BEGIN Source data

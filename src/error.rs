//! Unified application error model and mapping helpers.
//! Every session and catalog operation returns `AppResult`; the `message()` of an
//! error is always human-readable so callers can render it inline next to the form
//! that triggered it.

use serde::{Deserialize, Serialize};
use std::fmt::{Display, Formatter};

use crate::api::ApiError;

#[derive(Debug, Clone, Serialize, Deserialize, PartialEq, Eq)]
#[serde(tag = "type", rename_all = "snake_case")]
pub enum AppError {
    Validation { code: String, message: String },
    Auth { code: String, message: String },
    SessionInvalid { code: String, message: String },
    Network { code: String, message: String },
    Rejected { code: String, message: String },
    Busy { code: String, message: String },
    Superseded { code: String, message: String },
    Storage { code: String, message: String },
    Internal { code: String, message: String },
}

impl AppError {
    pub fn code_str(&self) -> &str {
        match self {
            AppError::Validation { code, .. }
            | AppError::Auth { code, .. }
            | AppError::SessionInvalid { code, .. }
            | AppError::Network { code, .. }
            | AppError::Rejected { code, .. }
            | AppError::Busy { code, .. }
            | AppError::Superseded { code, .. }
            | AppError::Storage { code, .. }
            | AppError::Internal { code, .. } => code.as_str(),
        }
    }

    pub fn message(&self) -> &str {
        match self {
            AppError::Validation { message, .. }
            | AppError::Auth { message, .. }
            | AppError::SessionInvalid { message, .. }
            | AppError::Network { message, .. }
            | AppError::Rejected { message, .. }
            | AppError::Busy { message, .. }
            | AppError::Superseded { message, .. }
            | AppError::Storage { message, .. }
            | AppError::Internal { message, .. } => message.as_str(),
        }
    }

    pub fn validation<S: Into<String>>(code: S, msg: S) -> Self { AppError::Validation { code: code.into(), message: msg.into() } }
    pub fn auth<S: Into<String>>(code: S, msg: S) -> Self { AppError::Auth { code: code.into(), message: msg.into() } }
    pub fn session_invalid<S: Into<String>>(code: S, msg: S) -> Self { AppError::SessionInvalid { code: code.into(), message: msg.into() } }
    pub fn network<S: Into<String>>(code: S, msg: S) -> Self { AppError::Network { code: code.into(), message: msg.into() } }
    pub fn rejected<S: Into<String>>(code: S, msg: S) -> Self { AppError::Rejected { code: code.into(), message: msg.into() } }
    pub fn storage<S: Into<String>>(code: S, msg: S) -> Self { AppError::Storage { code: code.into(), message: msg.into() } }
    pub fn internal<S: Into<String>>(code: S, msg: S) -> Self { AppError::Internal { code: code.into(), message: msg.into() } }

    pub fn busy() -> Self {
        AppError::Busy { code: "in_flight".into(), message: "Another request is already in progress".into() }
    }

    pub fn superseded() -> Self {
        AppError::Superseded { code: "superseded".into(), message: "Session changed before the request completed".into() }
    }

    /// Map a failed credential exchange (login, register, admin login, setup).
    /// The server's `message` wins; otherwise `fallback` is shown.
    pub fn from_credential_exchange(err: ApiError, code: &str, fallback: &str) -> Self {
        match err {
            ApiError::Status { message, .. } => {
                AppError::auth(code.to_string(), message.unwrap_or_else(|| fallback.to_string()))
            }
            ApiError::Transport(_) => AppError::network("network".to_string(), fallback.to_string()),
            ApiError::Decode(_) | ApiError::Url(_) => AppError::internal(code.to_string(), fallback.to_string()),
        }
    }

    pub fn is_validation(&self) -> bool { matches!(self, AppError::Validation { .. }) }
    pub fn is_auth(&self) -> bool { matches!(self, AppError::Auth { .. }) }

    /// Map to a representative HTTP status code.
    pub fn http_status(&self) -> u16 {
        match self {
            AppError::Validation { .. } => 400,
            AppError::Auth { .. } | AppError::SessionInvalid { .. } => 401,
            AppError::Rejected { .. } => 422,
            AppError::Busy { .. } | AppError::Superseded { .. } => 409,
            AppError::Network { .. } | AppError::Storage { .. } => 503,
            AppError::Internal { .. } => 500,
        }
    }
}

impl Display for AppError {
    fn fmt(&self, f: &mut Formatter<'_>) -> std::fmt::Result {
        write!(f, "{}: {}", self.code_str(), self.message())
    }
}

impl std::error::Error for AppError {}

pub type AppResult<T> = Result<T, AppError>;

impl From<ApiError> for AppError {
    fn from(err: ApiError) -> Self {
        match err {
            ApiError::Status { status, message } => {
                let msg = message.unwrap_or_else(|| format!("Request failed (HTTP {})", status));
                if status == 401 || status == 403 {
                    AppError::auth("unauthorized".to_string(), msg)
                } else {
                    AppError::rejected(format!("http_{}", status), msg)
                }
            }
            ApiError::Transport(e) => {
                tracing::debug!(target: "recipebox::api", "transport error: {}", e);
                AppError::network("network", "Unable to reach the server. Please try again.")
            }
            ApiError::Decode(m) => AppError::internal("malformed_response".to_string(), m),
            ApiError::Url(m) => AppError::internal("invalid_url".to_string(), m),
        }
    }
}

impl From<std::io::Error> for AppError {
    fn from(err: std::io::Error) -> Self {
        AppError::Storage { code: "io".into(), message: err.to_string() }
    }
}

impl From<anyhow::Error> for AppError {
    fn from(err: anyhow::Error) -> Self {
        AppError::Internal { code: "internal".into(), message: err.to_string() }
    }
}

END Source data
BEGIN Source data

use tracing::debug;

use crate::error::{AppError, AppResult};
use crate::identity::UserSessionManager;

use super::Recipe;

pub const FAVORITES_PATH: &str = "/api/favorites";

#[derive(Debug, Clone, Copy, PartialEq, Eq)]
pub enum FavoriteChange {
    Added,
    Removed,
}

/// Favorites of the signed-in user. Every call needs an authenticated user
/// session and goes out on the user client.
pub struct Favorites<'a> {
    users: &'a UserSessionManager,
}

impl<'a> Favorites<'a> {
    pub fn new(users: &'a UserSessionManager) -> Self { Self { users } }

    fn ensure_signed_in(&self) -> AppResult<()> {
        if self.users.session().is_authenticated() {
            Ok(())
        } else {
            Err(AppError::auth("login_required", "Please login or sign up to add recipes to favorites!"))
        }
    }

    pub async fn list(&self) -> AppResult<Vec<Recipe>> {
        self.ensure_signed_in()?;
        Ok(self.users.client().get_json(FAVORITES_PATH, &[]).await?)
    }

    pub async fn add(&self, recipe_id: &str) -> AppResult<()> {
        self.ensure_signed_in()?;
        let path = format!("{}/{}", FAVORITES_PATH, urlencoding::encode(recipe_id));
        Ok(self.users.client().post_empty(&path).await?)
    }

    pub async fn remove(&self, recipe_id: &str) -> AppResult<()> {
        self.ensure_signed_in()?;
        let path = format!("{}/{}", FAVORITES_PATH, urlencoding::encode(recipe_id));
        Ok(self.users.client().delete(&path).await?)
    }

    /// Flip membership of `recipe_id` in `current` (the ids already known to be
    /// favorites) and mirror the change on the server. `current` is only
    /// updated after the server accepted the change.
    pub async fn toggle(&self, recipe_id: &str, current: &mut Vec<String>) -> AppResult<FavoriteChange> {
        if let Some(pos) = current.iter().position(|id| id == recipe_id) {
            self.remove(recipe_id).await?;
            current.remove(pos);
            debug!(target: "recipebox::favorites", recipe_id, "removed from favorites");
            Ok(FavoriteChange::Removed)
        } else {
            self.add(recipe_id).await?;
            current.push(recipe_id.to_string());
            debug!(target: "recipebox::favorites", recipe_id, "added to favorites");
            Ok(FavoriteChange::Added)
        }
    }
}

END Source data
BEGIN Source data

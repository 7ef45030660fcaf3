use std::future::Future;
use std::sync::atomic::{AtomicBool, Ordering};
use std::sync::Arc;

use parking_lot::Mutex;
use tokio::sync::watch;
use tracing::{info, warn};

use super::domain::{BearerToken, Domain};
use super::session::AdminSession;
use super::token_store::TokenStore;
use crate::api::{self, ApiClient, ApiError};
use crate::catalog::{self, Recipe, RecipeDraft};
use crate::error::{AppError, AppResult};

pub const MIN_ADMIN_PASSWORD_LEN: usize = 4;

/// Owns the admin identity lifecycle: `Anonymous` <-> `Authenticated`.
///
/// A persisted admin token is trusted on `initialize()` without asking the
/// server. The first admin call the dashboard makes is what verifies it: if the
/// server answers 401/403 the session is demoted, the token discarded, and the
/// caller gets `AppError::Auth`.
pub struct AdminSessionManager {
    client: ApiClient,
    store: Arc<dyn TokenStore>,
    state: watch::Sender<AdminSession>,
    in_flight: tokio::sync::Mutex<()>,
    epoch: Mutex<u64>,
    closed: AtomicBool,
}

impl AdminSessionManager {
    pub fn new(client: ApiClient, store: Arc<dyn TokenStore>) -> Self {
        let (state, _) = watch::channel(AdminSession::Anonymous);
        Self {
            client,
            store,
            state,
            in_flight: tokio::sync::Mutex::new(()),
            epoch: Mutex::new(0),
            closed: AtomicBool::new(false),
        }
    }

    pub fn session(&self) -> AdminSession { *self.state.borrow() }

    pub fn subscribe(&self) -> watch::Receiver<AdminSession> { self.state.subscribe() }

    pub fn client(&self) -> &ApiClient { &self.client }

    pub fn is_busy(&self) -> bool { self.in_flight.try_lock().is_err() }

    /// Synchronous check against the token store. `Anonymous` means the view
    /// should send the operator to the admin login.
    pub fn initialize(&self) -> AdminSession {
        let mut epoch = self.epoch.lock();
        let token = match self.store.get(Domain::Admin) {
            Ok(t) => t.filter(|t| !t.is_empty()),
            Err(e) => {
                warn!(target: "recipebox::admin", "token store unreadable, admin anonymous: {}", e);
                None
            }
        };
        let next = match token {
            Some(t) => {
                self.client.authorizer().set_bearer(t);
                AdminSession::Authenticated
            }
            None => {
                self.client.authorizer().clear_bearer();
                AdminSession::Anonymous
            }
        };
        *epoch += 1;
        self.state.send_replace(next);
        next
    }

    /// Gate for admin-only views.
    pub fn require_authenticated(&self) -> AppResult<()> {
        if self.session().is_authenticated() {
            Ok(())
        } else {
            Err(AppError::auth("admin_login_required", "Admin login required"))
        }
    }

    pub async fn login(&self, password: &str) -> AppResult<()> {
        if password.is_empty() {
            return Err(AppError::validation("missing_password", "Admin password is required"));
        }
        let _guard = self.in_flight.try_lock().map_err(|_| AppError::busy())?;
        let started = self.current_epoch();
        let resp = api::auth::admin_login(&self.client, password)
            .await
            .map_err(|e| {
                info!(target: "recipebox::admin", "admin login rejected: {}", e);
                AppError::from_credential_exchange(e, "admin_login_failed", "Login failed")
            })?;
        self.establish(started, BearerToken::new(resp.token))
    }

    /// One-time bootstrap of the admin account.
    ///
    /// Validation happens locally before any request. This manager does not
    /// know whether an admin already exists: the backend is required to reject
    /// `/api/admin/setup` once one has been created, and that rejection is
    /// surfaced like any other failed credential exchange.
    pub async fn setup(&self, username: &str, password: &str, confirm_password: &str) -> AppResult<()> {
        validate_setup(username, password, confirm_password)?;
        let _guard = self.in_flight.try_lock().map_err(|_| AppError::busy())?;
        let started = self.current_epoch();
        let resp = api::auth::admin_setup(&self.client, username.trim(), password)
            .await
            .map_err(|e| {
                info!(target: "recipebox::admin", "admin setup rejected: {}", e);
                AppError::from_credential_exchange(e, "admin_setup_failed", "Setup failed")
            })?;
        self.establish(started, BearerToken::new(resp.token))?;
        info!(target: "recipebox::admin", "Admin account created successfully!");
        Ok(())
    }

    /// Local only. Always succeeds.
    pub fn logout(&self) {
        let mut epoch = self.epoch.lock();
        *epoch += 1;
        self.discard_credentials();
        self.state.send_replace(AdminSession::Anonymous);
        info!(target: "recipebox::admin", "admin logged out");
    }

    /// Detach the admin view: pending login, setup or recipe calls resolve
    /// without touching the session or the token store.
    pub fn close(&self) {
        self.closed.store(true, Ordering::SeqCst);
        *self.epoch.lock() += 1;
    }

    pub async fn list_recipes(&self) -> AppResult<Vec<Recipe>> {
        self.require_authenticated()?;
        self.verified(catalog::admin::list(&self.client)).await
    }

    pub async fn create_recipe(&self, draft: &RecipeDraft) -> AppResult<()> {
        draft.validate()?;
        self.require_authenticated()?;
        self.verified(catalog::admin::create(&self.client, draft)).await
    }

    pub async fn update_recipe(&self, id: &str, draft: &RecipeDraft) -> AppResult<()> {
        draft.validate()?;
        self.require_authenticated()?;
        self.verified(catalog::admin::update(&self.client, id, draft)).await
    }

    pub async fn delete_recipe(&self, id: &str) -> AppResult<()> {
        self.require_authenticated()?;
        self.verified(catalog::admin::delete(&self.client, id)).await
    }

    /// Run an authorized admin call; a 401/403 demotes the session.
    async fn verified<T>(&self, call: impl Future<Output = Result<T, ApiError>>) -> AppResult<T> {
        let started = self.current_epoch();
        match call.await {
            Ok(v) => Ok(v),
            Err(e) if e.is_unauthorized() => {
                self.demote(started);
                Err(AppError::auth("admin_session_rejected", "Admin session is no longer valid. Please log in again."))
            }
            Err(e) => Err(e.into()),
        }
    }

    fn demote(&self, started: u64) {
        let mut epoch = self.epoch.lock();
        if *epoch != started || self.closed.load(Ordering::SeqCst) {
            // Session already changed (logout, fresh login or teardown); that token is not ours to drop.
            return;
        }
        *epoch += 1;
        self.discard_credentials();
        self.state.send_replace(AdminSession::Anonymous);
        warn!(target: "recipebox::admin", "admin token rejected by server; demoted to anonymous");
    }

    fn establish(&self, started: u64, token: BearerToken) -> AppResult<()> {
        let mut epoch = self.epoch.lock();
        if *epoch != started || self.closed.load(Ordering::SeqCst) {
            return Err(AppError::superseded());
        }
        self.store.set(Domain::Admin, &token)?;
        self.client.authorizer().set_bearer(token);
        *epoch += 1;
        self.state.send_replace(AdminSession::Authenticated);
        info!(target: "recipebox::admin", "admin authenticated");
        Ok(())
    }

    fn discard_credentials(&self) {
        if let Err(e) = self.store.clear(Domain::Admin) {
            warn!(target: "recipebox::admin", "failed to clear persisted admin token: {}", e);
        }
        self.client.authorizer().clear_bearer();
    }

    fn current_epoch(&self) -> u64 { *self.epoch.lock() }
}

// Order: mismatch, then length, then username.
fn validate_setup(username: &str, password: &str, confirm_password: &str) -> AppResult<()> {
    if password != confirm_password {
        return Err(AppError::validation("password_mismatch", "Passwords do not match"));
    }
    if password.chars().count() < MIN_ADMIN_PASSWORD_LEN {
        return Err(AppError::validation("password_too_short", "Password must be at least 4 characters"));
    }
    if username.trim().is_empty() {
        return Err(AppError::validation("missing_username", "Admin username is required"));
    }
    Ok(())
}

END Source data

The expected output is exactly the lines of the listing above between the line holding "filename src/error.rs" and the line holding "that triggered it.", inclusive.

== Exercise result ==
filename src/error.rs
//! Unified application error model and mapping helpers.
//! Every session and catalog operation returns `AppResult`; the `message()` of an
//! error is always human-readable so callers can render it inline next to the form
//! that triggered it.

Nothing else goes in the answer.